In about 1984, I had been researching (as in reading) about neuroethology. In 1980 or 1981 (probably) I returned to UCSB, after a time in Micronesia. I was inspired. During a previous year, between my time in the Marshall Islands and Kiribati, I had virtually camped out at the UCSB library, soaking up everything I could about Micronesia. My travels began with an intention to immerse myself in Underwater Photography. I had been exposed to much more than I had anticipated. When I checked in with Immigration at the Majuro airport, I was told I would be allowed a year's visa in the Trust Territory; I had planned for five years.
It was a wonderful time, never to be revisited, but it all seems a blur. Eventually, I was accepted to return to UCSB, with the stated intention of pursuing Naval Architecture, with the hope of studying the Outrigger Canoes of Micronesia. I began in 1981 with an eye to Mechanical Engineering; once I was actually on campus, however, I woke up to realize that I had first come to UCSB in 1964 with a dream of studying Marine Biology. So I changed my major, immediately, and buried myself in the books. This experience was a far cry from my earlier two years when the University was just the next step, I think, in a pre-ordained path.
During my three or so years at UCSB in the 1980s, I squirreled away credits with intensity and intention, in a broad range of disciplines. I think I enrolled in 19-22 credits in almost every term, also taking courses in Summer Session. In required subjects (for Biology studies) I took the more challenging courses, reasoning, as Tom Harding had taught me, that a man's reach should exceed his grasp. It was my explicit intent to learn to read everything: I was more important, for example, to learn enough math, biochemistry, chemistry, physics, ethnology, linguistics, to grasp the language, to develop the background to proceed further on my own.
I held two work-study jobs, for two professors, doing library research. As was my ilk, I immersed myself in these researches, to the extreme; even though the task was to generate slides for lectures, for these professors, I dug in deep.

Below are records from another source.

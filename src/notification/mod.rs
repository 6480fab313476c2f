//! Notification dispatcher.
//!
//! Consumes task events and emails the users they concern: the assignee
//! on assignment, the creator and assignees on a status change, and the
//! assignees on closure.

pub mod adapters;
pub mod domain;
pub mod ports;
pub mod services;

#[cfg(test)]
mod tests;
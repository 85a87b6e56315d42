//! Simulation engine - main entry point for running the settlement
//!
//! The engine owns one `Settlement` and advances its logical clock. Every
//! periodic or delayed effect is a scheduler event; `update` fires all events
//! due within the step in time order and dispatches them to the systems.

use std::path::Path;

use crate::components::*;
use crate::config::{ConfigError, SimConfig};
use crate::generation::{generate_terrain, TerrainConfig, TerrainStats};
use crate::payload::{click_payload, ClickPayload};
use crate::persistence::{self, SaveError};
use crate::scheduler::SimEvent;
use crate::settlement::Settlement;
use crate::systems::*;

/// Main simulation engine
pub struct SimulationEngine {
    settlement: Settlement,
    /// Events dispatched since creation (or load)
    events_fired: u64,
}

impl SimulationEngine {
    /// Create an empty settlement and start the periodic arrival and payout
    /// timers
    pub fn new(config: SimConfig) -> Self {
        let mut settlement = Settlement::new(config);
        settlement
            .scheduler
            .schedule_every(settlement.config.villager_arrival_ms, SimEvent::VillagerArrival);
        settlement
            .scheduler
            .schedule_every(settlement.config.gold_payout_ms, SimEvent::GoldPayout);
        Self {
            settlement,
            events_fired: 0,
        }
    }

    /// Create an engine from a JSON configuration file
    pub fn from_config_file(path: impl AsRef<Path>) -> Result<Self, ConfigError> {
        Ok(Self::new(SimConfig::from_json_file(path)?))
    }

    /// Replace the terrain with seeded generated terrain
    pub fn generate_terrain(&mut self, config: &TerrainConfig) -> TerrainStats {
        generate_terrain(&mut self.settlement.grid, config)
    }

    /// Advance the simulation by `delta_ms`, firing every event due in the
    /// step. Returns the number of events fired.
    pub fn update(&mut self, delta_ms: u64) -> usize {
        let until = self.settlement.now_ms().saturating_add(delta_ms);
        let mut fired = 0;
        while let Some((_, event)) = self.settlement.scheduler.pop_due(until) {
            self.dispatch(event);
            fired += 1;
        }
        self.settlement.scheduler.advance_clock(until);
        self.events_fired += fired as u64;
        fired
    }

    fn dispatch(&mut self, event: SimEvent) {
        let s = &mut self.settlement;
        match event {
            SimEvent::ProductionTick { building } => production::production_tick(s, building),
            SimEvent::DeliveryArrival {
                producer,
                warehouse,
                resource,
                amount,
            } => {
                delivery::complete_delivery(s, producer, warehouse, resource, amount);
            }
            SimEvent::VillagerArrival => {
                population::villager_arrival_tick(s);
            }
            SimEvent::ArrivalComplete { house } => {
                population::complete_arrival(s, house);
            }
            SimEvent::TrainingComplete { center, profession } => {
                population::complete_training(s, center, profession);
            }
            SimEvent::GoldPayout => {
                income::gold_payout(s);
            }
            SimEvent::ConstructionComplete { building } => {
                lifecycle::complete_construction(s, building);
            }
        }
    }

    // ── Mutators ──

    /// Validate, charge and build `kind` with its root at `origin`
    pub fn place_building(&mut self, kind: BuildingKind, origin: CellCoord) -> bool {
        lifecycle::place_building(&mut self.settlement, kind, origin)
    }

    /// Why `kind` cannot be placed at `origin`, if it cannot
    pub fn check_placement(&self, kind: BuildingKind, origin: CellCoord) -> Result<(), PlacementBlocker> {
        placement::check_placement(&self.settlement, kind, origin)
    }

    pub fn remove(&mut self, at: CellCoord) -> bool {
        lifecycle::remove_building(&mut self.settlement, at)
    }

    pub fn assign_worker(&mut self, at: CellCoord, kind: WorkerKind) -> bool {
        workforce::assign_worker(&mut self.settlement, at, kind)
    }

    pub fn unassign_last_worker(&mut self, at: CellCoord) -> bool {
        workforce::unassign_last_worker(&mut self.settlement, at)
    }

    pub fn set_target_tile(&mut self, at: CellCoord, tile: CellCoord) -> bool {
        production::set_target_tile(&mut self.settlement, at, tile)
    }

    pub fn clear_target_tile(&mut self, at: CellCoord) -> bool {
        production::clear_target_tile(&mut self.settlement, at)
    }

    pub fn create_fields(&mut self, at: CellCoord) -> bool {
        production::create_fields(&mut self.settlement, at)
    }

    pub fn assign_warehouse(&mut self, at: CellCoord, warehouse: CellCoord) -> bool {
        delivery::assign_warehouse(&mut self.settlement, at, warehouse)
    }

    pub fn deliver_if_ready(&mut self, at: CellCoord) -> bool {
        delivery::deliver_if_ready(&mut self.settlement, at)
    }

    pub fn start_training(&mut self, center: CellCoord, profession: Profession) -> bool {
        population::start_training(&mut self.settlement, center, profession)
    }

    /// Handle a "train profession" request from the UI by profession key
    pub fn train_villager(&mut self, key: &str) -> bool {
        match Profession::from_key(key) {
            Some(p) => population::train_villager(&mut self.settlement, p),
            None => false,
        }
    }

    /// Store goods directly into a warehouse. Returns the amount stored.
    pub fn store(&mut self, warehouse: CellCoord, kind: ResourceKind, amount: f64) -> f64 {
        warehouse::store_at(&mut self.settlement, warehouse, kind, amount)
    }

    pub fn pay_tribute(&mut self, kind: ResourceKind, amount: f64) -> bool {
        warehouse::pay_tribute(&mut self.settlement, kind, amount)
    }

    pub fn charge_gold(&mut self, amount: f64) {
        income::charge_gold(&mut self.settlement, amount)
    }

    // ── Queries ──

    /// Current logical time in milliseconds
    pub fn now_ms(&self) -> u64 {
        self.settlement.now_ms()
    }

    pub fn events_fired(&self) -> u64 {
        self.events_fired
    }

    pub fn gold(&self) -> f64 {
        self.settlement.ledger.gold
    }

    pub fn resource(&self, kind: ResourceKind) -> f64 {
        self.settlement.ledger.amount(kind)
    }

    pub fn ledger(&self) -> &ResourceLedger {
        &self.settlement.ledger
    }

    pub fn census(&self) -> Census {
        self.settlement.census
    }

    pub fn population(&self) -> PopulationSummary {
        population::summarize(&self.settlement)
    }

    pub fn warehouse_usage(&self) -> Vec<WarehouseUsage> {
        warehouse::warehouse_usage(&self.settlement)
    }

    pub fn full_warehouse_count(&self) -> usize {
        warehouse::full_warehouse_count(&self.settlement)
    }

    pub fn click_payload(&self, at: CellCoord) -> Option<ClickPayload> {
        click_payload(&self.settlement, at)
    }

    pub fn building(&self, at: CellCoord) -> Option<Building> {
        self.settlement.building_at(at).map(|(_, b)| b)
    }

    pub fn house(&self, at: CellCoord) -> Option<House> {
        self.component::<House>(at)
    }

    pub fn production(&self, at: CellCoord) -> Option<Production> {
        self.component::<Production>(at)
    }

    pub fn warehouse(&self, at: CellCoord) -> Option<Warehouse> {
        self.component::<Warehouse>(at)
    }

    pub fn training_center(&self, at: CellCoord) -> Option<TrainingCenter> {
        self.component::<TrainingCenter>(at)
    }

    fn component<T: hecs::Component + Clone>(&self, at: CellCoord) -> Option<T> {
        let (entity, _) = self.settlement.building_at(at)?;
        let c = self.settlement.world.get::<&T>(entity).ok()?;
        Some(T::clone(&c))
    }

    pub fn tile(&self, at: CellCoord) -> Option<TileType> {
        self.settlement.grid.tile(at)
    }

    pub fn set_tile(&mut self, at: CellCoord, tile: TileType) -> bool {
        self.settlement.grid.set_tile(at, tile)
    }

    /// Cell under a world-space pixel position, clamped to the grid
    pub fn world_to_cell(&self, world_x: f32, world_y: f32) -> CellCoord {
        self.settlement
            .grid
            .world_to_cell(world_x, world_y, self.settlement.config.tile_size)
    }

    pub fn config(&self) -> &SimConfig {
        &self.settlement.config
    }

    pub fn settlement(&self) -> &Settlement {
        &self.settlement
    }

    pub fn settlement_mut(&mut self) -> &mut Settlement {
        &mut self.settlement
    }

    // ── Persistence ──

    pub fn export_terrain_json(&self) -> Result<String, SaveError> {
        persistence::export_terrain_json(&self.settlement.grid)
    }

    /// Bulk overwrite terrain from a JSON snapshot
    pub fn load_terrain_json(&mut self, json: &str) -> Result<usize, SaveError> {
        persistence::import_terrain_json(&mut self.settlement.grid, json)
    }

    /// Save simulation state to a writer
    pub fn save<W: std::io::Write>(&self, writer: W) -> Result<(), SaveError> {
        persistence::save_simulation(writer, &self.settlement)
    }

    /// Load simulation state from a reader, replacing the current settlement
    pub fn load<R: std::io::Read>(&mut self, reader: R) -> Result<(), SaveError> {
        self.settlement = persistence::load_simulation(reader)?;
        self.events_fired = 0;
        Ok(())
    }
}

impl Default for SimulationEngine {
    fn default() -> Self {
        Self::new(SimConfig::default())
    }
}

#[cfg(test)]
mod tests {
    use super::*;

    #[test]
    fn test_engine_creation() {
        let engine = SimulationEngine::default();
        assert_eq!(engine.now_ms(), 0);
        assert_eq!(engine.gold(), 100.0);
        assert_eq!(engine.population().population, 0);
    }

    #[test]
    fn test_update_advances_clock() {
        let mut engine = SimulationEngine::default();
        // arrival at 6000, payout at 10000, arrival at 12000
        assert_eq!(engine.update(12_000), 3);
        assert_eq!(engine.now_ms(), 12_000);
        engine.update(500);
        assert_eq!(engine.now_ms(), 12_500);
    }

    #[test]
    fn test_villagers_arrive_and_pay() {
        let mut engine = SimulationEngine::default();
        let house = CellCoord::new(10, 10);
        assert!(engine.place_building(BuildingKind::House, house));
        assert_eq!(engine.gold(), 90.0);

        // arrival tick at 6000, walk done at 8000
        engine.update(8_000);
        assert_eq!(engine.house(house).unwrap().occupants, 1);
        assert_eq!(engine.census().population, 1);

        // payout at 10000: one villager
        engine.update(2_000);
        assert!((engine.gold() - 90.4).abs() < 1e-9);
    }

    #[test]
    fn test_train_villager_by_key() {
        let mut engine = SimulationEngine::default();
        assert!(!engine.train_villager("wizard"));
        assert!(!engine.train_villager("miner"));
    }

    #[test]
    fn test_world_to_cell() {
        let engine = SimulationEngine::default();
        assert_eq!(engine.world_to_cell(49.0, 24.0), CellCoord::new(2, 1));
    }
}
//! Generation - procedural creation of starting terrain

mod terrain;

pub use terrain::*;
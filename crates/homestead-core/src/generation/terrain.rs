//! Terrain generation - seeded clusters of forest, mountain and water

use rand::rngs::StdRng;
use rand::{Rng, SeedableRng};
use serde::{Deserialize, Serialize};

use crate::components::{CellCoord, Grid, TileType};

/// Configuration for terrain generation
#[derive(Debug, Clone, PartialEq, Serialize, Deserialize)]
#[serde(default)]
pub struct TerrainConfig {
    pub seed: u64,
    pub forest_clusters: u32,
    pub mountain_clusters: u32,
    pub lakes: u32,
    /// Largest cluster radius in cells
    pub max_radius: i32,
    /// Chance that a cell inside a cluster's radius is converted
    pub density: f64,
    /// Rows and columns around the centre kept as plains for a first camp
    pub clear_center: i32,
}

impl Default for TerrainConfig {
    fn default() -> Self {
        Self {
            seed: 42,
            forest_clusters: 8,
            mountain_clusters: 4,
            lakes: 3,
            max_radius: 4,
            density: 0.75,
            clear_center: 5,
        }
    }
}

/// Counts of each tile type after generation
#[derive(Debug, Clone, Copy, Default, PartialEq, Eq)]
pub struct TerrainStats {
    pub plains: usize,
    pub water: usize,
    pub forest: usize,
    pub mountain: usize,
}

/// Reset `grid` to plains and scatter clusters. The same seed always
/// produces the same terrain.
pub fn generate_terrain(grid: &mut Grid, config: &TerrainConfig) -> TerrainStats {
    let mut rng = StdRng::seed_from_u64(config.seed);

    for y in 0..grid.height() {
        for x in 0..grid.width() {
            grid.set_tile(CellCoord::new(x, y), TileType::Plains);
        }
    }

    // Lakes first so forests and mountains can border them
    for _ in 0..config.lakes {
        scatter_cluster(grid, &mut rng, TileType::Water, config);
    }
    for _ in 0..config.mountain_clusters {
        scatter_cluster(grid, &mut rng, TileType::Mountain, config);
    }
    for _ in 0..config.forest_clusters {
        scatter_cluster(grid, &mut rng, TileType::Forest, config);
    }

    if config.clear_center > 0 {
        let cx = grid.width() / 2;
        let cy = grid.height() / 2;
        let r = config.clear_center;
        for y in (cy - r)..=(cy + r) {
            for x in (cx - r)..=(cx + r) {
                grid.set_tile(CellCoord::new(x, y), TileType::Plains);
            }
        }
    }

    count_tiles(grid)
}

fn scatter_cluster(grid: &mut Grid, rng: &mut impl Rng, tile: TileType, config: &TerrainConfig) {
    if grid.width() == 0 || grid.height() == 0 {
        return;
    }
    let center = CellCoord::new(rng.gen_range(0..grid.width()), rng.gen_range(0..grid.height()));
    let radius = rng.gen_range(1..=config.max_radius.max(1));
    let r2 = (radius * radius) as i64;

    for dy in -radius..=radius {
        for dx in -radius..=radius {
            let cell = center.offset(dx, dy);
            if center.distance_squared(&cell) > r2 {
                continue;
            }
            if rng.gen_bool(config.density.clamp(0.0, 1.0)) {
                grid.set_tile(cell, tile);
            }
        }
    }
}

pub fn count_tiles(grid: &Grid) -> TerrainStats {
    let mut stats = TerrainStats::default();
    for row in grid.tile_rows() {
        for tile in row {
            match tile {
                TileType::Plains => stats.plains += 1,
                TileType::Water => stats.water += 1,
                TileType::Forest => stats.forest += 1,
                TileType::Mountain => stats.mountain += 1,
            }
        }
    }
    stats
}
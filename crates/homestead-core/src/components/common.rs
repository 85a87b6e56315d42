//! Common value types shared by the grid and building components.

use serde::{Deserialize, Serialize};

/// Integer grid coordinate. Signed so that neighbours of edge cells can be
/// expressed before bounds checking.
#[derive(Debug, Clone, Copy, Default, PartialEq, Eq, Hash, Serialize, Deserialize)]
pub struct CellCoord {
    pub x: i32,
    pub y: i32,
}

impl CellCoord {
    pub const fn new(x: i32, y: i32) -> Self {
        Self { x, y }
    }

    pub fn offset(&self, dx: i32, dy: i32) -> Self {
        Self {
            x: self.x + dx,
            y: self.y + dy,
        }
    }

    pub fn distance_squared(&self, other: &Self) -> i64 {
        let dx = (other.x - self.x) as i64;
        let dy = (other.y - self.y) as i64;
        dx * dx + dy * dy
    }
}

impl From<(i32, i32)> for CellCoord {
    fn from((x, y): (i32, i32)) -> Self {
        Self { x, y }
    }
}

impl std::fmt::Display for CellCoord {
    fn fmt(&self, f: &mut std::fmt::Formatter<'_>) -> std::fmt::Result {
        write!(f, "({}, {})", self.x, self.y)
    }
}

/// Rectangular footprint anchored at its top-left (root) cell
#[derive(Debug, Clone, Copy, PartialEq, Eq, Serialize, Deserialize)]
pub struct Footprint {
    pub origin: CellCoord,
    pub width: i32,
    pub height: i32,
}

impl Footprint {
    pub fn new(origin: CellCoord, width: i32, height: i32) -> Self {
        Self {
            origin,
            width,
            height,
        }
    }

    pub fn contains(&self, coord: CellCoord) -> bool {
        coord.x >= self.origin.x
            && coord.x < self.origin.x + self.width
            && coord.y >= self.origin.y
            && coord.y < self.origin.y + self.height
    }

    /// Every covered cell, row-major.
    pub fn cells(&self) -> impl Iterator<Item = CellCoord> + '_ {
        (0..self.height).flat_map(move |dy| {
            (0..self.width).map(move |dx| self.origin.offset(dx, dy))
        })
    }

    /// The 4-connected ring just outside the rectangle: the row above, the
    /// row below, the column to the left and the column to the right.
    /// Corners are not included.
    pub fn border(&self) -> Vec<CellCoord> {
        let o = self.origin;
        let mut ring = Vec::with_capacity(2 * (self.width + self.height) as usize);
        for x in o.x..o.x + self.width {
            ring.push(CellCoord::new(x, o.y - 1));
            ring.push(CellCoord::new(x, o.y + self.height));
        }
        for y in o.y..o.y + self.height {
            ring.push(CellCoord::new(o.x - 1, y));
            ring.push(CellCoord::new(o.x + self.width, y));
        }
        ring
    }
}

#[cfg(test)]
mod tests {
    use super::*;

    #[test]
    fn test_footprint_cells_row_major() {
        let fp = Footprint::new(CellCoord::new(2, 3), 2, 2);
        let cells: Vec<_> = fp.cells().collect();
        assert_eq!(
            cells,
            vec![
                CellCoord::new(2, 3),
                CellCoord::new(3, 3),
                CellCoord::new(2, 4),
                CellCoord::new(3, 4),
            ]
        );
        assert!(fp.contains(CellCoord::new(3, 4)));
        assert!(!fp.contains(CellCoord::new(4, 4)));
    }

    #[test]
    fn test_border_excludes_corners() {
        let fp = Footprint::new(CellCoord::new(1, 1), 2, 1);
        let ring = fp.border();
        assert_eq!(ring.len(), 6);
        assert!(ring.contains(&CellCoord::new(0, 1)));
        assert!(ring.contains(&CellCoord::new(3, 1)));
        assert!(ring.contains(&CellCoord::new(1, 0)));
        assert!(ring.contains(&CellCoord::new(2, 2)));
        assert!(!ring.contains(&CellCoord::new(0, 0)));
    }

    #[test]
    fn test_distance_squared() {
        let a = CellCoord::new(0, 0);
        assert_eq!(a.distance_squared(&CellCoord::new(3, 4)), 25);
    }
}
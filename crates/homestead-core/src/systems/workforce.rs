//! Worker assignment - lending residents to production buildings
//!
//! A worker is never moved out of its house. The house's `employed` counter
//! records the loan and the building keeps a `WorkerRef` pointing home, so
//! either side can be torn down independently.

use hecs::Entity;

use crate::components::{BuildingKind, CellCoord, House, Production, WorkerKind, WorkerRef};
use crate::settlement::Settlement;

use super::production::update_production_timer;

/// First completed house (scan order) with an unemployed resident of `kind`
pub fn find_house_with_available(s: &Settlement, kind: WorkerKind) -> Option<(CellCoord, Entity)> {
    s.roots_of_kind(BuildingKind::House)
        .into_iter()
        .filter(|(root, _)| s.usable_root(*root, BuildingKind::House).is_some())
        .find(|(_, entity)| {
            s.world
                .get::<&House>(*entity)
                .map(|h| h.available(kind) > 0)
                .unwrap_or(false)
        })
}

/// Borrow a resident of `kind` for the production building covering `at`
pub fn assign_worker(s: &mut Settlement, at: CellCoord, kind: WorkerKind) -> bool {
    let Some((entity, building)) = s.production_at(at) else {
        return false;
    };
    let accepts = building
        .kind
        .production_profile()
        .is_some_and(|profile| profile.accepts(kind));
    if !accepts {
        return false;
    }

    let max_workers = s.config.production.max_workers;
    let has_slot = s
        .world
        .get::<&Production>(entity)
        .map(|p| p.workers.len() < max_workers)
        .unwrap_or(false);
    if !has_slot {
        return false;
    }

    let Some((home, house)) = find_house_with_available(s, kind) else {
        return false;
    };
    if let Ok(mut h) = s.world.get::<&mut House>(house) {
        *h.employed.get_mut(kind) += 1;
    }
    if let Ok(mut p) = s.world.get::<&mut Production>(entity) {
        p.workers.push(WorkerRef { kind, home });
    }
    update_production_timer(s, entity);
    true
}

/// Send the most recently assigned worker home
pub fn unassign_last_worker(s: &mut Settlement, at: CellCoord) -> bool {
    let Some((entity, _)) = s.production_at(at) else {
        return false;
    };
    let worker = match s.world.get::<&mut Production>(entity) {
        Ok(mut p) => p.workers.pop(),
        Err(_) => None,
    };
    let Some(worker) = worker else {
        return false;
    };
    release_to_home(s, worker);
    update_production_timer(s, entity);
    true
}

/// Credit the worker back to its house; a demolished home gets nothing
pub fn release_to_home(s: &mut Settlement, worker: WorkerRef) {
    let Some(house) = house_entity(s, worker.home) else {
        return;
    };
    if let Ok(mut h) = s.world.get::<&mut House>(house) {
        h.release(worker.kind);
    }
}

/// Release every worker of a building being torn down
pub fn release_all_workers(s: &mut Settlement, entity: Entity) {
    let workers = match s.world.get::<&mut Production>(entity) {
        Ok(mut p) => std::mem::take(&mut p.workers),
        Err(_) => return,
    };
    for worker in workers.into_iter().rev() {
        release_to_home(s, worker);
    }
}

/// Drop every worker whose home is the house at `home` from every producer,
/// then recompute each affected producer's gating. Returns the number of
/// workers dropped.
pub fn detach_workers_from_house(s: &mut Settlement, home: CellCoord) -> usize {
    let mut detached = 0;
    for (_, entity) in s.production_roots() {
        let gone: Vec<WorkerRef> = match s.world.get::<&mut Production>(entity) {
            Ok(mut p) => {
                let (gone, kept): (Vec<_>, Vec<_>) =
                    p.workers.drain(..).partition(|w| w.home == home);
                p.workers = kept;
                gone
            }
            Err(_) => continue,
        };
        if gone.is_empty() {
            continue;
        }
        detached += gone.len();
        for worker in gone {
            release_to_home(s, worker);
        }
        update_production_timer(s, entity);
    }
    detached
}

/// Entity of the house rooted exactly at `root`, built or not
fn house_entity(s: &Settlement, root: CellCoord) -> Option<Entity> {
    let cell = s.grid.get(root)?;
    if cell.root != Some(root) || cell.kind != Some(BuildingKind::House) {
        return None;
    }
    cell.building
}

#[cfg(test)]
mod tests {
    use super::*;
    use crate::components::{Profession, TileType};
    use crate::config::SimConfig;
    use crate::systems::lifecycle::place_building;

    fn settlement_with_lumberyard() -> (Settlement, CellCoord, CellCoord) {
        let mut s = Settlement::new(SimConfig {
            starting_gold: 1000.0,
            ..Default::default()
        });
        s.grid.set_tile(CellCoord::new(12, 10), TileType::Forest);
        let house = CellCoord::new(2, 2);
        let yard = CellCoord::new(10, 10);
        assert!(place_building(&mut s, BuildingKind::House, house));
        assert!(place_building(&mut s, BuildingKind::Lumberyard, yard));
        (s, house, yard)
    }

    fn house_mut(s: &mut Settlement, at: CellCoord) -> hecs::RefMut<'_, House> {
        let (entity, _) = s.building_at(at).unwrap();
        s.world.get::<&mut House>(entity).unwrap()
    }

    #[test]
    fn test_no_villagers_means_no_assignment() {
        let (mut s, _, yard) = settlement_with_lumberyard();
        assert!(!assign_worker(&mut s, yard, WorkerKind::Villager));
        let (entity, _) = s.building_at(yard).unwrap();
        assert!(s.world.get::<&Production>(entity).unwrap().workers.is_empty());
    }

    #[test]
    fn test_assign_then_unassign_round_trip() {
        let (mut s, house, yard) = settlement_with_lumberyard();
        house_mut(&mut s, house).villagers = 3;

        assert!(assign_worker(&mut s, yard, WorkerKind::Villager));
        assert_eq!(house_mut(&mut s, house).employed.villager, 1);

        // any covered cell addresses the building
        assert!(unassign_last_worker(&mut s, yard.offset(1, 1)));
        assert_eq!(house_mut(&mut s, house).employed.villager, 0);
        assert!(!unassign_last_worker(&mut s, yard));
    }

    #[test]
    fn test_slot_cap_and_specialist_match() {
        let (mut s, house, yard) = settlement_with_lumberyard();
        {
            let mut h = house_mut(&mut s, house);
            h.villagers = 3;
            h.professions.miner = 1;
            h.professions.forester = 2;
        }
        assert!(!assign_worker(&mut s, yard, WorkerKind::Specialist(Profession::Miner)));
        assert!(assign_worker(&mut s, yard, WorkerKind::Specialist(Profession::Forester)));
        assert!(assign_worker(&mut s, yard, WorkerKind::Specialist(Profession::Forester)));
        assert!(!assign_worker(&mut s, yard, WorkerKind::Villager));
        assert_eq!(house_mut(&mut s, house).employed.professions.forester, 2);
    }

    #[test]
    fn test_detach_workers_from_house() {
        let (mut s, house, yard) = settlement_with_lumberyard();
        house_mut(&mut s, house).villagers = 2;
        assert!(assign_worker(&mut s, yard, WorkerKind::Villager));
        assert!(assign_worker(&mut s, yard, WorkerKind::Villager));

        assert_eq!(detach_workers_from_house(&mut s, house), 2);
        assert_eq!(house_mut(&mut s, house).employed.villager, 0);
        let (entity, _) = s.building_at(yard).unwrap();
        assert!(s.world.get::<&Production>(entity).unwrap().workers.is_empty());
    }
}
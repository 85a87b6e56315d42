//! Gold income from residents

use crate::components::{BuildingKind, House};
use crate::config::SimConfig;
use crate::settlement::Settlement;

/// Gold one house yields per payout interval
pub fn house_income(house: &House, config: &SimConfig) -> f64 {
    house.villagers as f64 * config.villager_income
        + house.professions.total() as f64 * config.professional_income
}

/// Periodic payout over every completed house. Returns the amount paid.
pub fn gold_payout(s: &mut Settlement) -> f64 {
    let income: f64 = s
        .roots_of_kind(BuildingKind::House)
        .into_iter()
        .filter(|(root, _)| s.usable_root(*root, BuildingKind::House).is_some())
        .filter_map(|(_, e)| s.world.get::<&House>(e).ok().map(|h| house_income(&h, &s.config)))
        .sum();
    s.ledger.gold += income;
    if income > 0.0 {
        log::trace!("Paid out {} gold, balance {}", income, s.ledger.gold);
    }
    income
}

/// Outside charge against the treasury (a combat breach, a quest fee).
/// The balance may go negative.
pub fn charge_gold(s: &mut Settlement, amount: f64) {
    s.ledger.gold -= amount;
}

#[cfg(test)]
mod tests {
    use super::*;

    #[test]
    fn test_house_income() {
        let config = SimConfig::default();
        let mut house = House::new(4);
        assert_eq!(house_income(&house, &config), 0.0);
        house.villagers = 2;
        house.professions.miner = 1;
        let expected = 2.0 * 0.4 + 0.6;
        assert!((house_income(&house, &config) - expected).abs() < 1e-9);
    }

    #[test]
    fn test_charge_can_go_negative() {
        let mut s = Settlement::new(SimConfig::default());
        charge_gold(&mut s, 150.0);
        assert_eq!(s.ledger.gold, -50.0);
        assert_eq!(gold_payout(&mut s), 0.0);
    }
}
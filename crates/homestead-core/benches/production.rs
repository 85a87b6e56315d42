//! Criterion benchmarks for the economy loop.
//!
//! Benchmarks:
//!   - one simulated minute of a staffed settlement, in 100 ms steps
//!   - a single long `update` jump over the same minute
//!   - full binary save of the staffed settlement
//!
//! Run with: cargo bench -p homestead-core --bench production

use criterion::{black_box, criterion_group, criterion_main, BatchSize, Criterion};

use homestead_core::prelude::*;

fn staffed_settlement() -> SimulationEngine {
    let mut engine = SimulationEngine::new(SimConfig {
        starting_gold: 10_000.0,
        villager_arrival_ms: 500,
        population_cap: 40,
        ..Default::default()
    });
    for x in (0..40).step_by(4) {
        engine.set_tile(CellCoord::new(x + 2, 10), TileType::Forest);
        engine.place_building(BuildingKind::House, CellCoord::new(x, 2));
        engine.place_building(BuildingKind::Lumberyard, CellCoord::new(x, 10));
        engine.set_target_tile(CellCoord::new(x, 10), CellCoord::new(x + 2, 10));
    }
    engine.place_building(BuildingKind::Warehouse, CellCoord::new(10, 20));
    engine.place_building(BuildingKind::Warehouse, CellCoord::new(20, 20));

    // fill the houses, then staff and connect every yard
    engine.update(30_000);
    for (i, x) in (0..40).step_by(4).enumerate() {
        let yard = CellCoord::new(x, 10);
        engine.assign_worker(yard, WorkerKind::Villager);
        engine.assign_worker(yard, WorkerKind::Villager);
        let warehouse = if i % 2 == 0 { 10 } else { 20 };
        engine.assign_warehouse(yard, CellCoord::new(warehouse, 20));
    }
    engine
}

// ---------------------------------------------------------------------------
// Benchmark: update loop
// ---------------------------------------------------------------------------

fn bench_update(c: &mut Criterion) {
    let mut group = c.benchmark_group("economy_update");
    group.sample_size(50);

    group.bench_function("minute_in_100ms_steps", |b| {
        b.iter_batched(
            staffed_settlement,
            |mut engine| {
                for _ in 0..600 {
                    black_box(engine.update(100));
                }
                engine
            },
            BatchSize::SmallInput,
        );
    });

    group.bench_function("minute_single_step", |b| {
        b.iter_batched(
            staffed_settlement,
            |mut engine| {
                black_box(engine.update(60_000));
                engine
            },
            BatchSize::SmallInput,
        );
    });

    group.finish();
}

// ---------------------------------------------------------------------------
// Benchmark: save
// ---------------------------------------------------------------------------

fn bench_save(c: &mut Criterion) {
    let engine = staffed_settlement();
    c.bench_function("save_staffed_settlement", |b| {
        b.iter(|| {
            let mut bytes = Vec::with_capacity(64 * 1024);
            let _ = engine.save(&mut bytes);
            black_box(bytes)
        });
    });
}

criterion_group!(benches, bench_update, bench_save);
criterion_main!(benches);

Two of the subjects of interest at that time were ethnology and neuroethology. Professor Jim Case had inspired me with his lectures in General Biology (Bio 7?) with his explorations of what we could learn about the brain, non-invasively. Neuroethology was the study of the neural circuitry in the context of behaviors. Professor Tom Harding mentored me about ethnology of the Pacific Islands.
A textbook, a broad-ranging treatment of Neuroethology, had a chapter about Industrial Psychology. My interest was piqued when I learned of studies of workers in assembly jobs showing the number of errors increased over time. An idea was associated with this work: the human brain did not evolve for prefect replication of repetitive tasks. And, somehow, I realized or read that neither was the human brain evolved for engineering perfect systems; rather, for solving problems and improving on the existing imperfect solutions.
My epiphany was a realization that humans could not possibly invent a perfect, unbreakable system, no matter what. The problems posed by the desired objective---say, to design a perfect, unsinkable ship---are beyond our reach.
At the same time I was reading Linguistics. Every Ling textbook starts with a statement that human language is a qualitatively distinct entity from animal communication that comes before it. Thinking about the limitations of the human brain, I felt this was an insult to my intelligence. I will not dive deeper; there is more meat on this bone.
Today I saw an article about a single-core computer broke a quantum encryption target.
This is just another example: it will never be possible to design a perfect system of encryption. The attempts to do so will involve a never-ending spiral.